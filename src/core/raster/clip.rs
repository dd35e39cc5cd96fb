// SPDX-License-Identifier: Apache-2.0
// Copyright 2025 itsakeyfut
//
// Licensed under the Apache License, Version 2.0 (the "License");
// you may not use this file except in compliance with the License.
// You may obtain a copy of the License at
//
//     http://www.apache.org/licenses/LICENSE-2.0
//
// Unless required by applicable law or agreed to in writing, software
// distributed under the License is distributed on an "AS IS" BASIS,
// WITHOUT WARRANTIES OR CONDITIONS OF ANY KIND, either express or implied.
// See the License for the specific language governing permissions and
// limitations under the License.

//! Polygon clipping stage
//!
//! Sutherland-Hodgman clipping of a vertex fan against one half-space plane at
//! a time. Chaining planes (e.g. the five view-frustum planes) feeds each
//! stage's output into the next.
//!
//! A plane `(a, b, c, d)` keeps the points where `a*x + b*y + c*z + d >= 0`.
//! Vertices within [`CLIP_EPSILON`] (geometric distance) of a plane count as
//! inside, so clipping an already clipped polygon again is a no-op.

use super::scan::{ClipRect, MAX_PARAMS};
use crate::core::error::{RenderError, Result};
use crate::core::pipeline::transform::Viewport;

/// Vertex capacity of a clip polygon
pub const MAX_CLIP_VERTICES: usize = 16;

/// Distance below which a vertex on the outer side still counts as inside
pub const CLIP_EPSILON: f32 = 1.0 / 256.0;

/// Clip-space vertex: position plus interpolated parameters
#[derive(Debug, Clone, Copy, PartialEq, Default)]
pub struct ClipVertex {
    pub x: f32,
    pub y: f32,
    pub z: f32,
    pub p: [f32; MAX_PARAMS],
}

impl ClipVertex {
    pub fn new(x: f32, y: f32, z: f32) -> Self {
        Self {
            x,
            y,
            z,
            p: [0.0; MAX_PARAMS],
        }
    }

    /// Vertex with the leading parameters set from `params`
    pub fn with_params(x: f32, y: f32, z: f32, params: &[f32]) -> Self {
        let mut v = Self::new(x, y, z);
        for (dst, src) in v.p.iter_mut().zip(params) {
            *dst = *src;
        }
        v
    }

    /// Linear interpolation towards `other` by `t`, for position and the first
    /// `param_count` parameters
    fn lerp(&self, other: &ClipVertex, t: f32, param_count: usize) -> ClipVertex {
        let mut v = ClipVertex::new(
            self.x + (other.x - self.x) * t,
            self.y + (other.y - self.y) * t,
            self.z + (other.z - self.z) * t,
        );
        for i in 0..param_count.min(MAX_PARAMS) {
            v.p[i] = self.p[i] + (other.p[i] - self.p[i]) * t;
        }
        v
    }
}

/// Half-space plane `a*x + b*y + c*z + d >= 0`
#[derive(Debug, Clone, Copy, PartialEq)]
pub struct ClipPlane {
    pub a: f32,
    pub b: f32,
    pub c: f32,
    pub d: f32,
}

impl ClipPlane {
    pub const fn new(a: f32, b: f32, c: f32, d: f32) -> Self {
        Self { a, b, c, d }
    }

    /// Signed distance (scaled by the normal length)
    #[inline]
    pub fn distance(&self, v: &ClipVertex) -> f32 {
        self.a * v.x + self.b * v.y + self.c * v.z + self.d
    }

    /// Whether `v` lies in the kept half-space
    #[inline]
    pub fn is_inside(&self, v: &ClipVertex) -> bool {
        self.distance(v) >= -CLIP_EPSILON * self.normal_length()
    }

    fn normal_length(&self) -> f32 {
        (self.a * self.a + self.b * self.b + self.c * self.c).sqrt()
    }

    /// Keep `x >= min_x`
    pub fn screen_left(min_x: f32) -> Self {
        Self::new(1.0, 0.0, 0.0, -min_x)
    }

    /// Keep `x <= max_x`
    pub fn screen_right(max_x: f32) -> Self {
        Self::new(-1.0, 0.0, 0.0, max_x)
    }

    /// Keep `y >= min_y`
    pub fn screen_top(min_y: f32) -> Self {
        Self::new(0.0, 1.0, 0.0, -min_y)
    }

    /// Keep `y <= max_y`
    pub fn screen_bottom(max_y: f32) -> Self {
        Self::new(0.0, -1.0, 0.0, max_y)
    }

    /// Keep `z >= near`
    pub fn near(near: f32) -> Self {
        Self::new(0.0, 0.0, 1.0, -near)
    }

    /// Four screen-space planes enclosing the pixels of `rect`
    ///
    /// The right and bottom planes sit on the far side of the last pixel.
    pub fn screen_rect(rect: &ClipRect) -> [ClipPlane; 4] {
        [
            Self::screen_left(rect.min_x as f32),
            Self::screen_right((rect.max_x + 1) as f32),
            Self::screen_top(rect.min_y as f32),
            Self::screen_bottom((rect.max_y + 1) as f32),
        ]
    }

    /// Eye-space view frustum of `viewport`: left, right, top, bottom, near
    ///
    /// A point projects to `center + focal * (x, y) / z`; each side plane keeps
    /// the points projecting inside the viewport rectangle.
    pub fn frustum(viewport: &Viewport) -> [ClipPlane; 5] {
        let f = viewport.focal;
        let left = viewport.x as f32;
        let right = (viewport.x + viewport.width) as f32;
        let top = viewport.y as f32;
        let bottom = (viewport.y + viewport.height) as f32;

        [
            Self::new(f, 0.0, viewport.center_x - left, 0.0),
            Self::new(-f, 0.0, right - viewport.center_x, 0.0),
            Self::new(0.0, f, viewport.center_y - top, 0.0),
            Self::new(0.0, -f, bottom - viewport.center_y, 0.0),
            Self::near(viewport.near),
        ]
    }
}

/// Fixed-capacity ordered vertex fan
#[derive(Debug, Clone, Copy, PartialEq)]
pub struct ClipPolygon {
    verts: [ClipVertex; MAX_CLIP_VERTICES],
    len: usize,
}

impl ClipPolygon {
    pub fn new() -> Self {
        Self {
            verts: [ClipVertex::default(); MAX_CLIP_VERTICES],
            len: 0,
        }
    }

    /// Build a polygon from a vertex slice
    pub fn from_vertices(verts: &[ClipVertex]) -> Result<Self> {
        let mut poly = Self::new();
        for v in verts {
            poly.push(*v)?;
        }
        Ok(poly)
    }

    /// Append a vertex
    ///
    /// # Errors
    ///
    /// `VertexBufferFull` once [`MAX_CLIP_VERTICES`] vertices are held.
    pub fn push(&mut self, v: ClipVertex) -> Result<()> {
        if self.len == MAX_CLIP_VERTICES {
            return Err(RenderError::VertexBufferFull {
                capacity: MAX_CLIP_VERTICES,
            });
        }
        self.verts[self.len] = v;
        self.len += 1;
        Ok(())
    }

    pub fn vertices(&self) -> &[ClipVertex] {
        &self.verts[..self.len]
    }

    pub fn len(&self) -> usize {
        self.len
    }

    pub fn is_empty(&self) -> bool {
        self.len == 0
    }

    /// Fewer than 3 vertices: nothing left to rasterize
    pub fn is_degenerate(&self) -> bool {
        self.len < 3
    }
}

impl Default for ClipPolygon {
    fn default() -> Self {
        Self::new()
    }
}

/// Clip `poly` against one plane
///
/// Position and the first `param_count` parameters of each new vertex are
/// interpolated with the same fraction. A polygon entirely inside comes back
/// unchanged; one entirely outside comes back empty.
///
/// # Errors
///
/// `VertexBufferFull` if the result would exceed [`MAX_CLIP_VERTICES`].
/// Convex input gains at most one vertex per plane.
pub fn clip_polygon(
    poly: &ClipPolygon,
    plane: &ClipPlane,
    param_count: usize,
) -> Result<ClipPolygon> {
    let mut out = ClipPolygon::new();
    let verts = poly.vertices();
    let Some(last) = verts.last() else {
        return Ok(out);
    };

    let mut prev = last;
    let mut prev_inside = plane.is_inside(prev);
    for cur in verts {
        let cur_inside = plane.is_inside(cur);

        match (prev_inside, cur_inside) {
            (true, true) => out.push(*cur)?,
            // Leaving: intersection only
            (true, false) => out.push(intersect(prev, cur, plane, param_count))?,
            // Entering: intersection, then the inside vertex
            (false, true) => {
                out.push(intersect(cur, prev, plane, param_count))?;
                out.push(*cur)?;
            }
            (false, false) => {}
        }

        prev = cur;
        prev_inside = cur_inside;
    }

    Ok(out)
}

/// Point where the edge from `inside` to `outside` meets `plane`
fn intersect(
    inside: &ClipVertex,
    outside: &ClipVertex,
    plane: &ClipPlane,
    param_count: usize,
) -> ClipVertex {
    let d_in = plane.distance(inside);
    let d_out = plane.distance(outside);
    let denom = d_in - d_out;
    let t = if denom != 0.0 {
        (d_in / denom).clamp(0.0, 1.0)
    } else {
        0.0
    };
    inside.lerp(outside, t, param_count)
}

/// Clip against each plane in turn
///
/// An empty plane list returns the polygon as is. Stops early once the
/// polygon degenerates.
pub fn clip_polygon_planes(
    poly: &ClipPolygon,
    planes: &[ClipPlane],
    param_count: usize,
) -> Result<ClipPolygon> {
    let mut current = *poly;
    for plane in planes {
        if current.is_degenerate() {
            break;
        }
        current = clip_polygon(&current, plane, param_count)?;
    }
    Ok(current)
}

§ Exercise aim: Search the lines above for the string "under" and copy each line that has it.

§ Response to the task:
// Licensed under the Apache License, Version 2.0 (the "License");
// distributed under the License is distributed on an "AS IS" BASIS,
// limitations under the License.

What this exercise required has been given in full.